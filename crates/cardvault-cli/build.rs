//! Build script to capture git version information at compile time.

use std::process::Command;

fn main() {
    println!("cargo:rerun-if-changed=.git/HEAD");
    println!("cargo:rerun-if-changed=.git/refs/");

    let version = git_version().unwrap_or_else(|| env!("CARGO_PKG_VERSION").to_string());

    println!("cargo:rustc-env=CARDVAULT_VERSION={}", version);
}

fn git_version() -> Option<String> {
    let output = Command::new("git")
        .args(["describe", "--tags", "--always"])
        .output()
        .ok()?;

    if !output.status.success() {
        return None;
    }

    let version = String::from_utf8(output.stdout).ok()?;
    let version = version.trim();

    if version.is_empty() {
        return None;
    }

    Some(version.strip_prefix('v').unwrap_or(version).to_string())
}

· · · · · · ·

_Work instruction_
Find and copy each line of the material that holds the word "output".

_Solution to the problem_
    let output = Command::new("git")
        .output()
    if !output.status.success() {
    let version = String::from_utf8(output.stdout).ok()?;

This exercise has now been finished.